Material supplied:
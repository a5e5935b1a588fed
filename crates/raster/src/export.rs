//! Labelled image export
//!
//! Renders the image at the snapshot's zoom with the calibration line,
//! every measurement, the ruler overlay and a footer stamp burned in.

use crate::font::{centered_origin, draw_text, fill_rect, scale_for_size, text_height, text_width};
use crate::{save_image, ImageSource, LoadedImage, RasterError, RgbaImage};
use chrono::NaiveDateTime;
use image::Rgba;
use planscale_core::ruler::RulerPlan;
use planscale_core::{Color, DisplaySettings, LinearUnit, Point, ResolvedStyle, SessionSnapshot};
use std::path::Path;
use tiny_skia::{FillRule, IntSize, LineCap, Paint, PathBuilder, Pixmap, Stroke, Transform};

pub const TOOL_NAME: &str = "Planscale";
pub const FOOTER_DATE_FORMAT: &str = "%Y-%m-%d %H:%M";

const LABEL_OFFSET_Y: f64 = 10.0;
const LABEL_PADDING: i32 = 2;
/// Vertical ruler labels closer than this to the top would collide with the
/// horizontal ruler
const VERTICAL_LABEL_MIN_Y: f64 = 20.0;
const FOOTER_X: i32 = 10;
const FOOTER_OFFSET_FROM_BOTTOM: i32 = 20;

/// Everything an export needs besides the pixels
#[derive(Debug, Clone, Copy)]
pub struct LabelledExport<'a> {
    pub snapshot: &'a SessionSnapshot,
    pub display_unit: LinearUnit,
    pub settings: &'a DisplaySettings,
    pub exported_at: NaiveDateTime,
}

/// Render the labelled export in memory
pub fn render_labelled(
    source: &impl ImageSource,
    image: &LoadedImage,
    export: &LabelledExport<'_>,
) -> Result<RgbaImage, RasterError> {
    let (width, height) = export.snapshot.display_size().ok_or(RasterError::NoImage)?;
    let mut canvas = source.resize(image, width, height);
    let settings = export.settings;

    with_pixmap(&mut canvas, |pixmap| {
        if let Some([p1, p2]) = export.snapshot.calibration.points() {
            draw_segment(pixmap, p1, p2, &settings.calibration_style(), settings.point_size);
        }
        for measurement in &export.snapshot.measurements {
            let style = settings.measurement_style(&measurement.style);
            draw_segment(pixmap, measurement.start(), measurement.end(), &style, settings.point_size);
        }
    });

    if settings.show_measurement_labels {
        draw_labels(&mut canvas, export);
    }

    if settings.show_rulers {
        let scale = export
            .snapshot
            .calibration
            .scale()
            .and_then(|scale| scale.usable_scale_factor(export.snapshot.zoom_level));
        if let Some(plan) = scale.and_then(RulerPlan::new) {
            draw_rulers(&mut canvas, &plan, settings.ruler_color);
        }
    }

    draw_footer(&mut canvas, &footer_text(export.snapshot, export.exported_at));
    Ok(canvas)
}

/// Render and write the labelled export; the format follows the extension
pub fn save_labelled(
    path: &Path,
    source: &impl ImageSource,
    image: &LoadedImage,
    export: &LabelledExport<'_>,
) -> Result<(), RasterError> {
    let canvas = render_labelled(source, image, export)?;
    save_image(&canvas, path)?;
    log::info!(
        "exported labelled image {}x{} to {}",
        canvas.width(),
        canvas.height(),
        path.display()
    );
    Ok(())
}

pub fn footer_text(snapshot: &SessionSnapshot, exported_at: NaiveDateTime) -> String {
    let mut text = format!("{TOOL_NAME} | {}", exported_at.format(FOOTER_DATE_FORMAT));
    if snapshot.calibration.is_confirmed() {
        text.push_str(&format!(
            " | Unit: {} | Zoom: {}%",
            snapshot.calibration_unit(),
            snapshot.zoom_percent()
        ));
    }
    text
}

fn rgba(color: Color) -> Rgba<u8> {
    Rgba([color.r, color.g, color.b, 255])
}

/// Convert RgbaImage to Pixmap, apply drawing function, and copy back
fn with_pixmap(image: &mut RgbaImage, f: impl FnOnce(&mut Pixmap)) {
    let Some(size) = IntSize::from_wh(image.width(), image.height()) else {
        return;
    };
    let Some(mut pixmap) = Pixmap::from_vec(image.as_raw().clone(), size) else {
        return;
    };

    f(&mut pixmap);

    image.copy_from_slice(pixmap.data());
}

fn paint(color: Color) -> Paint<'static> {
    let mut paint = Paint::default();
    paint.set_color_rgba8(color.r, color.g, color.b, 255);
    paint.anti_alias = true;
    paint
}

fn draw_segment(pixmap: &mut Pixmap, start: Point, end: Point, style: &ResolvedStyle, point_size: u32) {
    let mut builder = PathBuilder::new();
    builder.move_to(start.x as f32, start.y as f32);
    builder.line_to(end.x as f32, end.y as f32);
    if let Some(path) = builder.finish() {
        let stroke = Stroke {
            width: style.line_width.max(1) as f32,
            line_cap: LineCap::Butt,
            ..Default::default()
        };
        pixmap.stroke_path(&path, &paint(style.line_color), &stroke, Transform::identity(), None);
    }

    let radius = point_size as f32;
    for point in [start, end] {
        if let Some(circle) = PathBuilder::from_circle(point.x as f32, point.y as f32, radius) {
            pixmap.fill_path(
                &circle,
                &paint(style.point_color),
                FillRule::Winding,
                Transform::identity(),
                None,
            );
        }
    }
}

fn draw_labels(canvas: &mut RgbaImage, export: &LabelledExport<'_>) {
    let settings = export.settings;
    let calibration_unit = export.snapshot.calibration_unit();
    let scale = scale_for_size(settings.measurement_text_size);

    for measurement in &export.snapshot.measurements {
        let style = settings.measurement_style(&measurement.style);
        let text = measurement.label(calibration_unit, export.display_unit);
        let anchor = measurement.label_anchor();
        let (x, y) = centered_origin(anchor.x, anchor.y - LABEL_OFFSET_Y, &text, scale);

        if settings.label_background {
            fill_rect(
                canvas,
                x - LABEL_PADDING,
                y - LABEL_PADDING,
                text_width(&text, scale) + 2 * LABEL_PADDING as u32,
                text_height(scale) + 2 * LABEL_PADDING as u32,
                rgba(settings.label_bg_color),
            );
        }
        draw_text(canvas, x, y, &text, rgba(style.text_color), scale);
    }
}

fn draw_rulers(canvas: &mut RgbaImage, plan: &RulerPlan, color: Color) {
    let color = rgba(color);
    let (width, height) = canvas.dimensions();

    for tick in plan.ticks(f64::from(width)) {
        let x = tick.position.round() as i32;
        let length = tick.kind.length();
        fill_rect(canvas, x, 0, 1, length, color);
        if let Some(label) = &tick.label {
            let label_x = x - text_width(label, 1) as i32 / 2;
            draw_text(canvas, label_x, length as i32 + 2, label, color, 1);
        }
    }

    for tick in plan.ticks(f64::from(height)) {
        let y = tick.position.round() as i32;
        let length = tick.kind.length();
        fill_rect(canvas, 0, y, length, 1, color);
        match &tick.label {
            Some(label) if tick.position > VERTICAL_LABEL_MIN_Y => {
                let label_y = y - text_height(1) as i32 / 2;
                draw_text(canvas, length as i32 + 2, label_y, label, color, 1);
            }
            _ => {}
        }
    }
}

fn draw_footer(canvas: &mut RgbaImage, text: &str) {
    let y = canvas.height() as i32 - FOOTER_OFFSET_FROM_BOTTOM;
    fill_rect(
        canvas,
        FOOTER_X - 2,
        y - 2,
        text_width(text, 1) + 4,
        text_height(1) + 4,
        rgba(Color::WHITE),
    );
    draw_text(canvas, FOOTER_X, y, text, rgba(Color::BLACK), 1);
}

Aim of the task:
Say how many lines in the listing above include the word "const". Nothing but the number is needed.

Answer to this task:
7